Sunday, May 12, 2013

Leaving


Recently, riding in the car, I heard an old, late 19th-century Canadian folksong:
From this valley they say you are going.
We will miss your bright eyes and sweet smile,
For they say you are taking the sunshine
That has brightened our pathway a while.

So come sit by my side if you love me.
Do not hasten to bid me adieu.
Just remember the Red River Valley,
And the cowboy that has loved you so true

As I was listening, it occurred to me that the disciples might have had similar feelings as they watched Jesus go away. If moving is one of the most stressful of all human activities, then this was the move to end all moves – not for the one leaving, of course, but certainly for those left behind!
Some of us, I suspect, are surely old enough to remember when, right after the Gospel on Ascension Day, the Easter Candle – our very visible symbol of the presence of the Risen Christ – was ceremonially extinguished. Even more dramatically, in former days, in certain places, the Easter Candle (or sometimes an image of the Risen Lord himself) might be hoisted up into the Church’s roof until it disappeared. The people would stand and stretch out their arms, while a shower of roses would recall Christ’s parting promise to send the Holy Spirit to his Church.
Such quaint customs recall those familiar pictures of the Ascension that show the disciples staring up at an empty space – sometimes with 2 feet sticking out from a cloud (with holes in them, just to make sure we get it who is missing). The point, of course, is that Jesus is now gone, and that, like the cowboy in the Canadian folksong we are left behind. But are we also alone?

Historically speaking, the Ascension commemorates the end of the short period when the Risen Christ appeared periodically to his disciples after the resurrection. Then, those appearances ended. And the disciples were left behind to continue his mission in the world. But not quite alone, since Christ continues in his Church through his promised gift of the Holy Spirit. “I am sending the promise of my Father upon you,” the departing Jesus said to his disciples, “so stay in the city until you are clothed with power from on high [Luke 24:49]. So Jesus may be gone, but he is still with us in a very real way.
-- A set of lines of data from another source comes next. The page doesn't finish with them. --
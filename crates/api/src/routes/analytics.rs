//! Team, developer and repository rollups
//!
//! Rollups are computed from stored PR metrics on each request and saved
//! through the aggregated metrics store. With `cached=true` the team,
//! single-developer and single-repository endpoints return the newest stored
//! rollup lying inside the requested window, if there is one.

use axum::{
    extract::{Path, Query, State},
    Json,
};
use chrono::Utc;
use common::rollups::{AggregationPeriod, DateRange, MetricsSummary, TrendAnalysisResult};
use serde::Serialize;
use std::sync::Arc;
use tracing::debug;

use crate::error::{ApiResult, DbResultExt, OptionExt};
use crate::presenters::{render, DeveloperView, RepositoryView, TeamView};
use crate::query::MetricsQuery;
use crate::state::AppState;

#[derive(Serialize)]
pub struct TrendsResponse {
    pub period: AggregationPeriod,
    pub total_prs: usize,
    pub date_range: DateRange,
    pub trend_analysis: TrendAnalysisResult,
}

/// An empty window has no real date range to key the stored rollup on
fn is_storable(summary: &MetricsSummary) -> bool {
    summary.total_prs > 0
}

/// GET /api/analytics/team_metrics
pub async fn team_metrics(
    State(state): State<Arc<AppState>>,
    Query(query): Query<MetricsQuery>,
) -> ApiResult<Json<serde_json::Value>> {
    let filter = query.resolve(Utc::now())?;
    if filter.cached {
        let stored = db::aggregated::find_team(&state.pool, filter.period, filter.start, filter.end)
            .await
            .db_err()?;
        if let Some(team) = stored {
            return render(&TeamView::from(&team));
        }
    }
    let prs = super::load(&state, &filter).await?;

    let team = state.aggregator.aggregate_team(&prs, filter.period);
    if is_storable(&team.summary) {
        let version = db::aggregated::save_team(&state.pool, &team)
            .await
            .db_err()?;
        debug!("Saved team rollup v{} over {} PRs", version, prs.len());
    }

    render(&TeamView::from(&team))
}

/// GET /api/analytics/developer_metrics
pub async fn developer_metrics(
    State(state): State<Arc<AppState>>,
    Query(query): Query<MetricsQuery>,
) -> ApiResult<Json<serde_json::Value>> {
    let filter = query.resolve(Utc::now())?;
    let prs = super::load(&state, &filter).await?;

    let developers = state.aggregator.aggregate_developers(&prs, filter.period);
    for developer in developers.values() {
        db::aggregated::save_developer(&state.pool, developer)
            .await
            .db_err()?;
    }

    let views: Vec<DeveloperView> = developers.values().map(DeveloperView::from).collect();
    render(&views)
}

/// GET /api/analytics/developer_metrics/:developer
pub async fn developer(
    State(state): State<Arc<AppState>>,
    Path(developer): Path<String>,
    Query(query): Query<MetricsQuery>,
) -> ApiResult<Json<serde_json::Value>> {
    let mut filter = query.resolve(Utc::now())?;
    if filter.cached {
        let stored = db::aggregated::find_developer(
            &state.pool,
            &developer,
            filter.period,
            filter.start,
            filter.end,
        )
        .await
        .db_err()?;
        if let Some(metrics) = stored {
            return render(&DeveloperView::from(&metrics));
        }
    }
    filter.developers = vec![developer.clone()];
    let prs = super::load(&state, &filter).await?;

    let metrics = state
        .aggregator
        .aggregate_developers(&prs, filter.period)
        .remove(&developer)
        .not_found(format!("pull requests by {}", developer))?;
    db::aggregated::save_developer(&state.pool, &metrics)
        .await
        .db_err()?;

    render(&DeveloperView::from(&metrics))
}

/// GET /api/analytics/repository_metrics
pub async fn repository_metrics(
    State(state): State<Arc<AppState>>,
    Query(query): Query<MetricsQuery>,
) -> ApiResult<Json<serde_json::Value>> {
    let filter = query.resolve(Utc::now())?;
    let prs = super::load(&state, &filter).await?;

    let repositories = state.aggregator.aggregate_repositories(&prs, filter.period);
    for repository in repositories.values() {
        db::aggregated::save_repository(&state.pool, repository)
            .await
            .db_err()?;
    }

    let views: Vec<RepositoryView> = repositories.values().map(RepositoryView::from).collect();
    render(&views)
}

/// GET /api/analytics/repository_metrics/:repository
///
/// The repository is `owner/name` with the slash percent-encoded.
pub async fn repository(
    State(state): State<Arc<AppState>>,
    Path(repository): Path<String>,
    Query(query): Query<MetricsQuery>,
) -> ApiResult<Json<serde_json::Value>> {
    let mut filter = query.resolve(Utc::now())?;
    if filter.cached {
        let stored = db::aggregated::find_repository(
            &state.pool,
            &repository,
            filter.period,
            filter.start,
            filter.end,
        )
        .await
        .db_err()?;
        if let Some(metrics) = stored {
            return render(&RepositoryView::from(&metrics));
        }
    }
    filter.repositories = vec![repository.clone()];
    let prs = super::load(&state, &filter).await?;

    let metrics = state
        .aggregator
        .aggregate_repositories(&prs, filter.period)
        .remove(&repository)
        .not_found(format!("pull requests in {}", repository))?;
    db::aggregated::save_repository(&state.pool, &metrics)
        .await
        .db_err()?;

    render(&RepositoryView::from(&metrics))
}

/// GET /api/analytics/trends
pub async fn trends(
    State(state): State<Arc<AppState>>,
    Query(query): Query<MetricsQuery>,
) -> ApiResult<Json<TrendsResponse>> {
    let filter = query.resolve(Utc::now())?;
    let prs = super::load(&state, &filter).await?;

    let summary = state.aggregator.aggregate_team(&prs, filter.period).summary;
    Ok(Json(TrendsResponse {
        period: summary.period,
        total_prs: summary.total_prs,
        date_range: summary.date_range,
        trend_analysis: summary.trend_analysis,
    }))
}

#[cfg(test)]
mod tests {
    use super::*;
    use chrono::TimeZone;
    use common::models::{PrMetrics, QualityMetrics, SizeCategory, SizeMetrics, TimeMetrics};
    use processor::MetricsAggregator;

    #[test]
    fn test_empty_window_is_not_stored() {
        let aggregator = MetricsAggregator::default();
        let team = aggregator.aggregate_team(&[], AggregationPeriod::Weekly);
        assert_eq!(team.summary.total_prs, 0);
        assert!(!is_storable(&team.summary));
    }

    #[test]
    fn test_window_with_prs_is_stored() {
        let metrics = PrMetrics {
            pr_id: "1".to_string(),
            pr_number: 1,
            title: "Add cache".to_string(),
            author: "alice".to_string(),
            repository: "acme/api".to_string(),
            created_at: Utc.with_ymd_and_hms(2026, 1, 5, 10, 0, 0).unwrap(),
            merged_at: None,
            size_metrics: SizeMetrics::default(),
            time_metrics: TimeMetrics::default(),
            quality_metrics: QualityMetrics::default(),
            complexity_score: 1.0,
            size_category: SizeCategory::XS,
        };
        let team = MetricsAggregator::default().aggregate_team(&[metrics], AggregationPeriod::Weekly);
        assert!(is_storable(&team.summary));
    }
}
//! Pull request endpoints

use axum::{
    extract::{Path, Query, State},
    Json,
};
use chrono::Utc;
use processor::analysis::PrInsights;
use serde::Serialize;
use std::sync::Arc;

use crate::error::{ApiResult, DbResultExt, OptionExt};
use crate::presenters::{render, PrMetricsView, PrSummaryView};
use crate::query::MetricsQuery;
use crate::state::AppState;

#[derive(Serialize)]
struct PrListResponse<'a> {
    total: usize,
    pull_requests: Vec<PrSummaryView<'a>>,
}

/// List PRs in the window, most recent first
/// GET /api/pull_requests
pub async fn list(
    State(state): State<Arc<AppState>>,
    Query(query): Query<MetricsQuery>,
) -> ApiResult<Json<serde_json::Value>> {
    let filter = query.resolve(Utc::now())?;
    let prs = super::load(&state, &filter).await?;

    let limit = filter.limit.unwrap_or(prs.len());
    render(&PrListResponse {
        total: prs.len(),
        pull_requests: prs.iter().rev().take(limit).map(PrSummaryView::from).collect(),
    })
}

/// GET /api/pull_requests/:id/metrics
pub async fn metrics(
    State(state): State<Arc<AppState>>,
    Path(pr_id): Path<String>,
) -> ApiResult<Json<serde_json::Value>> {
    let metrics = db::pr_metrics::get_by_pr_id(&state.pool, &pr_id)
        .await
        .db_err()?
        .not_found(format!("pull request {}", pr_id))?;

    render(&PrMetricsView::from(&metrics))
}

/// GET /api/pull_requests/:id/insights
pub async fn insights(
    State(state): State<Arc<AppState>>,
    Path(pr_id): Path<String>,
) -> ApiResult<Json<PrInsights>> {
    let metrics = db::pr_metrics::get_by_pr_id(&state.pool, &pr_id)
        .await
        .db_err()?
        .not_found(format!("pull request {}", pr_id))?;

    Ok(Json(state.service.generate_insights(&metrics)))
}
Meanwhile, the point of the Ascension is where Jesus has gone now.  He is, as we say Sunday after Sunday in the Creed, seated at the right had of the Father. And, just as he is still really with us here, through the power of the Holy Spirit and in the sacraments we celebrate, so we too are also in some sense with him there. As we say in today’s Eucharistic Prayer, we celebrate the most sacred day on which your Only begotten Son, our Lord, placed at the right hand of your glory our weak human nature, which he had united to himself. In having his Son’s human nature enthroned at his side in heaven, God now has at his side in some sense the whole human world which his Son embraced in himself and experienced to the full – the human world of our lives, our loves, our work, our play, our successes, our failures. And so now, having experienced our world with us (and in the process having invested it with more meaning that it would ever otherwise have had), God in turn now shares his world with us. For where Christ has gone, there we hope to follow. Where he is now, there we hope to be.

So the Ascension is also about us, as well as about Jesus – and not just about our being left behind, but about what’s now in store for us thanks to Jesus’ resurrection, and about what goes on in the meantime. The Ascension sets the stage for that hoped-for future, which we get a glimpse of already in Jesus, who, although ascended, still invites us to approach him even now – as the epistle says with a sincere heart and in absolute trust [Hebrews 10:22].

Homily for the Ascension of the Lord, Immaculate Conception Church, Knoxville, TN, May 12, 2013.